Parametric (model-based) estimators of causal effects
This page illustrates parametric adjustment: how a model like Ordinary Least Squares can be used to predict potential outcomes as a function of treatment and confounders. Parametric adjustment is useful in settings with many confounders, where nonparametric adjustment is not possible or would have poor statistical properties.
We illustrate parametric adjustment by estimating the causal effect of education on income, where we assume that the causal effect is identified by statistical adjustment for race, parent education, and parent income.
First, prepare the environment and load data we used in the PSID Prediction Challenge.
library(tidyverse)
d <- read_csv("../psid_mobility_challenge/for_students/learning.csv") %>%
# Optional: Modify g2_educ so that it is an ordered factor
mutate(g2_educ = fct_relevel(g2_educ,
"Less than high school",
"High school",
"Some college",
"College"))
Parametric adjustment: The big idea
To take subgroups defined by these confounders would be impossible—no two people have exactly the same value of parent income. A model becomes necessary.
To estimate parametrically,
- fit a model to predict the outcome as a function of confounders and treatment
- create a data frame where treatment takes each value of interest
- using the model, predict the potential outcome in each modified data frame
Details with code examples
For example, we might assume an OLS specification where respondent education interacts with each of the confounders.
fit <- lm(g3_log_income ~ g3_educ * (g2_educ + g2_log_income + race),
data = d)
Then, create data frames where the treatment is modified to take each value of interest: the respondent finishes exactly high school or finishes college.
d_College <- d %>%
mutate(g3_educ = "College")
d_HighSchool <- d %>%
mutate(g3_educ = "High school")
Finally, predict outcomes to estimate the conditional average causal effect for each respondent at their observed value of the confounding variables.

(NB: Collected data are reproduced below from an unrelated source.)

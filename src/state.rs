//! Shared application state.

use std::sync::Arc;

use thiserror::Error;

use crate::bridge::{BridgeTimeouts, SessionParams};
use crate::config::Config;
use crate::tools::{self, McpConfigError, McpServerConfig, ToolRegistry};
use crate::upstream::SessionTool;

/// Errors building the application state.
#[derive(Debug, Error)]
pub enum StateError {
    /// The MCP server list could not be loaded
    #[error(transparent)]
    McpConfig(#[from] McpConfigError),
}

/// State shared by every request handler.
///
/// Everything here is immutable after startup; per-session state lives in
/// the session bridge each WebSocket connection creates.
#[derive(Debug)]
pub struct AppState {
    /// Service configuration
    pub config: Config,
    /// Local function tools, shared across sessions
    pub tools: Arc<ToolRegistry>,
    /// MCP servers advertised to every session
    pub mcp_servers: Vec<SessionTool>,
}

impl AppState {
    /// Build the state: resolve the MCP server list and the tool registry.
    pub fn new(config: Config) -> Result<Arc<Self>, StateError> {
        let servers = match &config.mcp_config {
            Some(path) => tools::load_servers(path)?,
            None => McpServerConfig::default_servers(),
        };
        let mcp_servers = servers.iter().map(McpServerConfig::to_session_tool).collect();

        Ok(Arc::new(Self {
            config,
            tools: Arc::new(ToolRegistry::builtin()),
            mcp_servers,
        }))
    }

    /// Parameters for one new session.
    pub fn session_params(&self) -> SessionParams {
        SessionParams {
            endpoint: self.config.voice_live.endpoint.clone(),
            api_key: self.config.voice_live.api_key.clone(),
            model: self.config.voice_live.model.clone(),
            voice: self.config.agent.voice.clone(),
            instructions: self.config.agent.instructions.clone(),
            transcription_model: self.config.agent.transcription_model.clone(),
            mcp_servers: self.mcp_servers.clone(),
            timeouts: BridgeTimeouts::default(),
        }
    }
}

conditional_average_effect <- d %>%
mutate(yhat_College = predict(fit, newdata = d_College),
yhat_HighSchool = predict(fit, newdata = d_HighSchool),
effect_of_college = yhat_College - yhat_HighSchool) %>%
select(g3_id, race, g2_educ, g2_log_income, effect_of_college) %>%
print()
## # A tibble: 1,365 × 5
## g3_id race g2_educ g2_log_income effect_of_college
## <dbl> <chr> <fct> <dbl> <dbl>
## 1 1 White Less than high school 11.3 0.498
## 2 4 White High school 12.1 0.374
## 3 7 White High school 11.4 0.419
## 4 9 White Less than high school 11.3 0.498
## 5 10 White Less than high school 11.3 0.498
## 6 11 White High school 12.1 0.374
## 7 12 White High school 12.1 0.374
## 8 13 White Less than high school 11.6 0.479
## 9 19 White High school 11.0 0.442
## 10 21 White High school 11.0 0.442
## # … with 1,355 more rows
This produces a data frame where
- each row is a respondent
- each row has its own conditional average causal effect
You can summarize the average causal effect in the whole population by taking the average.
conditional_average_effect %>%
summarize(effect_of_college = mean(effect_of_college))
## # A tibble: 1 × 1
## effect_of_college
## <dbl>
## 1 0.410
You can also summarize by taking an average within any subpopulation, such as those defined by parent education.

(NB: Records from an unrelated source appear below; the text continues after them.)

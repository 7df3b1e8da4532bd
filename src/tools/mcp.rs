//! MCP server configuration.
//!
//! MCP servers are advertised to the Voice Live session alongside the
//! local functions; the service connects to them and executes their tools
//! itself, the bridge only observes the lifecycle events. Servers are
//! listed in a YAML file so deployments can swap them without a rebuild.

use std::path::Path;

use serde::{Deserialize, Serialize};
use thiserror::Error;

use crate::upstream::SessionTool;

/// One MCP server entry from the configuration file.
#[derive(Debug, Clone, Serialize, Deserialize)]
pub struct McpServerConfig {
    /// Label identifying the server in session events
    pub server_label: String,
    /// Server endpoint URL
    pub server_url: String,
    /// Approval policy; defaults to "always" when omitted
    #[serde(default)]
    pub require_approval: Option<String>,
}

impl McpServerConfig {
    /// The session tool entry advertising this server.
    pub fn to_session_tool(&self) -> SessionTool {
        SessionTool::Mcp {
            server_label: self.server_label.clone(),
            server_url: self.server_url.clone(),
            require_approval: Some(
                self.require_approval
                    .clone()
                    .unwrap_or_else(|| "always".to_string()),
            ),
        }
    }

    /// The out-of-the-box server list: Microsoft Learn documentation.
    pub fn default_servers() -> Vec<Self> {
        vec![Self {
            server_label: "microsoft-docs".to_string(),
            server_url: "https://learn.microsoft.com/api/mcp".to_string(),
            require_approval: Some("always".to_string()),
        }]
    }
}

/// Errors loading the MCP server list.
#[derive(Debug, Error)]
pub enum McpConfigError {
    /// The file could not be read
    #[error("Failed to read MCP config {path}: {source}")]
    Io {
        path: String,
        #[source]
        source: std::io::Error,
    },

    /// The file was not valid YAML
    #[error("Failed to parse MCP config {path}: {source}")]
    Parse {
        path: String,
        #[source]
        source: serde_yaml::Error,
    },
}

/// Top-level shape of the YAML file.
#[derive(Debug, Deserialize)]
struct McpConfigFile {
    #[serde(default)]
    mcp_servers: Vec<McpServerConfig>,
}

/// Load the MCP server list from a YAML file.
pub fn load_servers(path: impl AsRef<Path>) -> Result<Vec<McpServerConfig>, McpConfigError> {
    let path = path.as_ref();
    let text = std::fs::read_to_string(path).map_err(|source| McpConfigError::Io {
        path: path.display().to_string(),
        source,
    })?;
    let file: McpConfigFile =
        serde_yaml::from_str(&text).map_err(|source| McpConfigError::Parse {
            path: path.display().to_string(),
            source,
        })?;
    Ok(file.mcp_servers)
}

#[cfg(test)]
mod tests {
    use super::*;
    use std::io::Write;

    #[test]
    fn test_load_servers_from_yaml() {
        let mut file = tempfile::NamedTempFile::new().unwrap();
        writeln!(
            file,
            "mcp_servers:\n  - server_label: docs\n    server_url: https://example.com/mcp\n  - server_label: wiki\n    server_url: https://wiki.example.com/mcp\n    require_approval: never"
        )
        .unwrap();

        let servers = load_servers(file.path()).unwrap();
        assert_eq!(servers.len(), 2);
        assert_eq!(servers[0].server_label, "docs");
        assert!(servers[0].require_approval.is_none());
        assert_eq!(servers[1].require_approval.as_deref(), Some("never"));
    }

    #[test]
    fn test_missing_file_is_io_error() {
        let err = load_servers("/nonexistent/mcp.yaml").unwrap_err();
        assert!(matches!(err, McpConfigError::Io { .. }));
    }

    #[test]
    fn test_to_session_tool_defaults_approval() {
        let config = McpServerConfig {
            server_label: "docs".to_string(),
            server_url: "https://example.com/mcp".to_string(),
            require_approval: None,
        };
        match config.to_session_tool() {
            SessionTool::Mcp {
                require_approval, ..
            } => assert_eq!(require_approval.as_deref(), Some("always")),
            other => panic!("unexpected tool: {other:?}"),
        }
    }

    #[test]
    fn test_default_servers_include_docs() {
        let servers = McpServerConfig::default_servers();
        assert_eq!(servers[0].server_label, "microsoft-docs");
    }
}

conditional_average_effect %>%
group_by(g2_educ) %>%
summarize(effect_of_college = mean(effect_of_college))
## # A tibble: 4 × 2
## g2_educ effect_of_college
## <fct> <dbl>
## 1 Less than high school 0.563
## 2 High school 0.444
## 3 Some college 0.385
## 4 College 0.204
Closing thoughts
While nonparametric adjustment relies only on our causa assumptions, parametric adjustment requires the additional assumptions of a statistical model. By assuming a model, parametric methods share information across observations with different confounder values and thus can answer causal questions in settings where subgroups defined by confounders are very sparsely populated.